Su obra refleja fuertemente su nexo con la cultura popular y el sincretismo religioso. Uno de los espacios más potentes de la Casa Azul es el hueco de la escalera que comunica los dos pisos, cuyas cuatro paredes están tapizadas por una imponente colección de exvotos o milagros. Pintados sobre una pequeña hoja de latón por encargo de la gente del pueblo, sus textos agradecen a la Virgen y a los santos cada pequeño milagro que acontece en sus vidas. Frida se inspira en los exvotos y, al igual que éstos, incluye en sus autorretratos una dedicatoria, un comentario o la estrofa de una canción, pero sustituye el culto a las imágenes religiosas católicas por un culto hacia su propia imagen. En el autorretrato Arbol de la esperanza, Frida intenta vencer al destino y pinta su figura sana al lado de su doble enfermo, para contagiarlo de salud. Su arte busca producir el milagro.

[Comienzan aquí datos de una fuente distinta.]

use chrono::{Datelike, NaiveDate};
use clap::Args;
use starmap_core::{BirthChartRequest, ChartDefaults, House, PersonName};

/// Birth details shared by `chart` and `chart-svg`
#[derive(Debug, Args)]
pub struct ChartArgs {
    /// Person's name
    #[arg(long)]
    pub name: String,

    /// Birth date (YYYY-MM-DD)
    #[arg(long, value_parser = parse_date)]
    pub date: NaiveDate,

    /// Birth hour, 0-23 (default from config, else 12)
    #[arg(long, value_parser = clap::value_parser!(u32).range(0..=23))]
    pub hour: Option<u32>,

    /// Birth minute, 0-59 (default from config, else 0)
    #[arg(long, value_parser = clap::value_parser!(u32).range(0..=59))]
    pub minute: Option<u32>,

    /// Latitude of the birthplace
    #[arg(long, allow_negative_numbers = true)]
    pub lat: Option<f64>,

    /// Longitude of the birthplace
    #[arg(long, allow_negative_numbers = true)]
    pub lng: Option<f64>,

    /// City of birth
    #[arg(long)]
    pub city: Option<String>,

    /// Country code or name
    #[arg(long)]
    pub country: Option<String>,

    /// IANA timezone, e.g. Europe/Paris (default from config, else UTC)
    #[arg(long)]
    pub tz: Option<String>,

    /// Send no timezone and let the service decide
    #[arg(long, conflicts_with = "tz")]
    pub no_tz: bool,
}

impl ChartArgs {
    pub fn to_request(&self, defaults: &ChartDefaults) -> BirthChartRequest {
        let mut request = BirthChartRequest::with_defaults(
            self.name.clone(),
            self.date.year(),
            self.date.month(),
            self.date.day(),
            defaults,
        );

        if let Some(hour) = self.hour {
            request.hour = hour;
        }
        if let Some(minute) = self.minute {
            request.minute = minute;
        }
        if self.no_tz {
            request = request.without_timezone();
        } else if let Some(tz) = &self.tz {
            request = request.timezone(tz.clone());
        }
        request.lat = self.lat;
        request.lng = self.lng;
        request.city = self.city.clone();
        request.country = self.country.clone();
        request
    }
}

pub fn parse_date(s: &str) -> Result<NaiveDate, String> {
    NaiveDate::parse_from_str(s.trim(), "%Y-%m-%d")
        .map_err(|e| format!("expected a date as YYYY-MM-DD ({})", e))
}

/// Validate a date of birth, returning it in canonical YYYY-MM-DD form
pub fn parse_dob(s: &str) -> Result<String, String> {
    parse_date(s).map(|date| date.format("%Y-%m-%d").to_string())
}

/// Split "First [Middle...] Last" into the parts the name endpoints take
pub fn parse_person_name(s: &str) -> Result<PersonName, String> {
    PersonName::parse(s)
        .ok_or_else(|| format!("expected a first and last name, got '{}'", s))
}

/// Accept a house by ordinal name or by number 1-12
pub fn parse_house(s: &str) -> Result<House, String> {
    match s.trim().parse::<u8>() {
        Ok(number) => House::from_number(number)
            .ok_or_else(|| format!("house number must be 1-12, got {}", number)),
        Err(_) => s.parse::<House>().map_err(|e| e.to_string()),
    }
}

#[cfg(test)]
mod tests {
    use super::*;

    fn args() -> ChartArgs {
        ChartArgs {
            name: "John Doe".to_string(),
            date: NaiveDate::from_ymd_opt(1990, 7, 16).unwrap(),
            hour: None,
            minute: None,
            lat: None,
            lng: None,
            city: None,
            country: None,
            tz: None,
            no_tz: false,
        }
    }

    #[test]
    fn test_to_request_uses_config_defaults() {
        let defaults = ChartDefaults {
            hour: 9,
            tz: "Europe/Lisbon".to_string(),
            ..ChartDefaults::default()
        };
        let request = args().to_request(&defaults);
        assert_eq!((request.year, request.month, request.day), (1990, 7, 16));
        assert_eq!(request.hour, 9);
        assert_eq!(request.minute, 0);
        assert_eq!(request.tz.as_deref(), Some("Europe/Lisbon"));
        assert!(request.lat.is_none());
    }

    #[test]
    fn test_to_request_flags_override_defaults() {
        let mut chart = args();
        chart.hour = Some(0);
        chart.tz = Some("Europe/Paris".to_string());
        chart.lat = Some(0.0);
        chart.city = Some("Paris".to_string());

        let request = chart.to_request(&ChartDefaults::default());
        assert_eq!(request.hour, 0);
        assert_eq!(request.tz.as_deref(), Some("Europe/Paris"));
        assert_eq!(request.lat, Some(0.0));
        assert_eq!(request.city.as_deref(), Some("Paris"));
        assert!(request.country.is_none());
    }

    #[test]
    fn test_to_request_no_tz_drops_timezone() {
        let mut chart = args();
        chart.no_tz = true;

        let request = chart.to_request(&ChartDefaults::default());
        assert!(request.tz.is_none());
        assert!(!request.query_params().contains("tz"));
    }

    #[test]
    fn test_parse_dob() {
        assert_eq!(parse_dob("1990-07-16").unwrap(), "1990-07-16");
        assert_eq!(parse_dob(" 2000-02-29 ").unwrap(), "2000-02-29");
        assert!(parse_dob("2001-02-29").is_err());
        assert!(parse_dob("16-07-1990").is_err());
        assert!(parse_dob("").is_err());
    }

    #[test]
    fn test_parse_person_name() {
        let name = parse_person_name("Mary Ann Evans").unwrap();
        assert_eq!(name.first, "Mary");
        assert_eq!(name.middle.as_deref(), Some("Ann"));
        assert_eq!(name.last, "Evans");
        assert!(parse_person_name("Madonna").is_err());
    }

    #[test]
    fn test_parse_house() {
        assert_eq!(parse_house("1").unwrap(), House::First);
        assert_eq!(parse_house("12").unwrap(), House::Twelfth);
        assert_eq!(parse_house("Ninth").unwrap(), House::Ninth);
        assert!(parse_house("0").unwrap_err().contains("1-12"));
        assert!(parse_house("thirteenth").is_err());
    }
}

No logra vencer al destino y en 1954, a los 47 años, muere en la misma casa que la vio nacer, en su cama hoy cubierta por una colcha blanca donde descansan su máscara mortuoria coronada con un rebozo, su corsé y un texto memorable que le dedica Elena Poniatowska: “Se dice que es una bendición nacer y morir en la misma casa. Frida Kahlo tuvo esta suerte, pues ella nació y murió mirando su jardín”.